2. Rozmawia z synem o seksie
Zephy dodała, że nie wyobraża sobie, by w najbliższym czasie jej syn używał prezerwatyw czy golił swój zarost. Chciała po prostu zrobić coś wyjątkowego. Do prezentu dodała paczkę zabezpieczeń z dwóch powodów: dla żartu i dlatego, że seks będzie ważną częścią jego dorosłego życia.
"Uczyłam mojego syna, jak poprawnie nazywają się poszczególne części ciała człowieka. Dzięki temu James wie, co to jest penis, pochwa czy piersi. Rozumie, dlaczego kobieta ma okres i dlaczego przeżywa takie wahania nastrojów. Często rozmawiamy także o szanowaniu siebie, swojej męskości i respektowaniu zdania kobiet" - dodała Zephy w rozmowie.
Mahlis ma również za sobą rozmowę z Jamesem o inicjacji seksualnej. 13-latek wie, że pierwszy raz powinien być magiczny. Rozumie, że dla swojej partnerki ma być dżentelmenem, a współżycie może zakończyć się ciążą.
Kobieta wychowała się w domu, w którym rodzice nie mówili otwarcie o seksie. Nie chciała więc, by jej synowie przeżywali to samo. Opublikowany przez nią post spotkał się z dużym zainteresowaniem. Większość komentarzy internautów była pozytywna.
3. Ta mama jest najlepsza
Co zrobił James po otrzymaniu takiego wyjątkowego prezentu? Przytulił swoją mamę, przybił jej piątkę i się roześmiał. Powiedział też: "Mamo, jesteś najlepsza!".

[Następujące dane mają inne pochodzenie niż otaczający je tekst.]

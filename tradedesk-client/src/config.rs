//! Client configuration

use std::time::Duration;

use shared::realtime::Realm;

use crate::backoff::ReconnectPolicy;
use crate::cache::DEFAULT_CACHE_CAPACITY;
use crate::{ClientError, ClientResult};

/// Realtime client configuration
#[derive(Debug, Clone)]
pub struct ClientConfig {
    /// Server base URL (e.g., "http://localhost:8080")
    pub base_url: String,

    /// Session JWT used to request relay tokens
    pub session_token: String,

    /// Endpoint to connect to
    pub realm: Realm,

    /// Reconnect behavior, defaults per realm
    pub policy: ReconnectPolicy,

    /// Notification cache capacity
    pub cache_capacity: usize,

    /// Inbound frames buffered for the consumer
    pub event_buffer: usize,

    /// HTTP request timeout (token fetch)
    pub request_timeout: Duration,

    /// WebSocket keepalive ping interval
    pub ping_interval: Duration,
}

impl ClientConfig {
    pub fn new(base_url: impl Into<String>, session_token: impl Into<String>, realm: Realm) -> Self {
        Self {
            base_url: base_url.into().trim_end_matches('/').to_string(),
            session_token: session_token.into(),
            realm,
            policy: ReconnectPolicy::for_realm(realm),
            cache_capacity: DEFAULT_CACHE_CAPACITY,
            event_buffer: 256,
            request_timeout: Duration::from_secs(10),
            ping_interval: Duration::from_secs(30),
        }
    }

    /// Chat client
    pub fn chat(base_url: impl Into<String>, session_token: impl Into<String>) -> Self {
        Self::new(base_url, session_token, Realm::Chat)
    }

    /// Super-admin notification client
    pub fn notifications(base_url: impl Into<String>, session_token: impl Into<String>) -> Self {
        Self::new(base_url, session_token, Realm::Notifications)
    }

    /// Set the reconnect policy
    pub fn with_policy(mut self, policy: ReconnectPolicy) -> Self {
        self.policy = policy;
        self
    }

    /// Set the notification cache capacity
    pub fn with_cache_capacity(mut self, capacity: usize) -> Self {
        self.cache_capacity = capacity;
        self
    }

    pub fn with_event_buffer(mut self, size: usize) -> Self {
        self.event_buffer = size;
        self
    }

    pub fn with_ping_interval(mut self, interval: Duration) -> Self {
        self.ping_interval = interval;
        self
    }

    /// Reject settings the driver cannot run with
    pub fn validate(&self) -> ClientResult<()> {
        if self.ping_interval.is_zero() {
            return Err(ClientError::Config(
                "ping interval must be greater than zero".into(),
            ));
        }
        self.ws_url().map(|_| ())
    }

    /// WebSocket URL of the configured realm (`http` → `ws`, `https` → `wss`)
    pub fn ws_url(&self) -> ClientResult<String> {
        let rest = if let Some(rest) = self.base_url.strip_prefix("https://") {
            format!("wss://{rest}")
        } else if let Some(rest) = self.base_url.strip_prefix("http://") {
            format!("ws://{rest}")
        } else {
            return Err(ClientError::Config(format!(
                "base URL must start with http:// or https://: {}",
                self.base_url
            )));
        };
        Ok(format!("{rest}{}", self.realm.ws_path()))
    }
}

#[cfg(test)]
mod tests {
    use super::*;

    #[test]
    fn ws_url_follows_scheme() {
        let cfg = ClientConfig::chat("https://api.tradedesk.app/", "s");
        assert_eq!(cfg.ws_url().unwrap(), "wss://api.tradedesk.app/ws/chat");

        let cfg = ClientConfig::notifications("http://localhost:8080", "s");
        assert_eq!(
            cfg.ws_url().unwrap(),
            "ws://localhost:8080/ws/notifications"
        );

        let cfg = ClientConfig::chat("ftp://nope", "s");
        assert!(cfg.ws_url().is_err());
    }

    #[test]
    fn zero_ping_interval_is_rejected() {
        let cfg = ClientConfig::chat("http://localhost:8080", "s");
        assert!(cfg.validate().is_ok());

        let cfg = cfg.with_ping_interval(Duration::ZERO);
        assert!(matches!(cfg.validate(), Err(ClientError::Config(_))));
    }

    #[test]
    fn policy_defaults_per_realm() {
        assert!(matches!(
            ClientConfig::chat("http://x", "s").policy,
            ReconnectPolicy::Fixed { .. }
        ));
        assert!(matches!(
            ClientConfig::notifications("http://x", "s").policy,
            ReconnectPolicy::Exponential { .. }
        ));
    }
}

13-latek wie, jak ważna jest miłość do drugiej osoby. W związku z tym na urodziny swojej mamy... co roku ofiaruje jej ręcznie pisane listy z życzeniami. Zephy ma nadzieję, że ta tradycja będzie kontynuowana w przyszłości. Chce, by jej synowie pisali takie wiadomości także do swoich ukochanych.
"Nie tworzę potwora, wychowuję dżentelmena. James zostawia mi nieoczekiwane wiadomości z zapewnieniem o jego miłości. Pewnego dnia zrobi to dla swojej żony, która będzie bardzo szczęśliwa" - dodaje Zephy.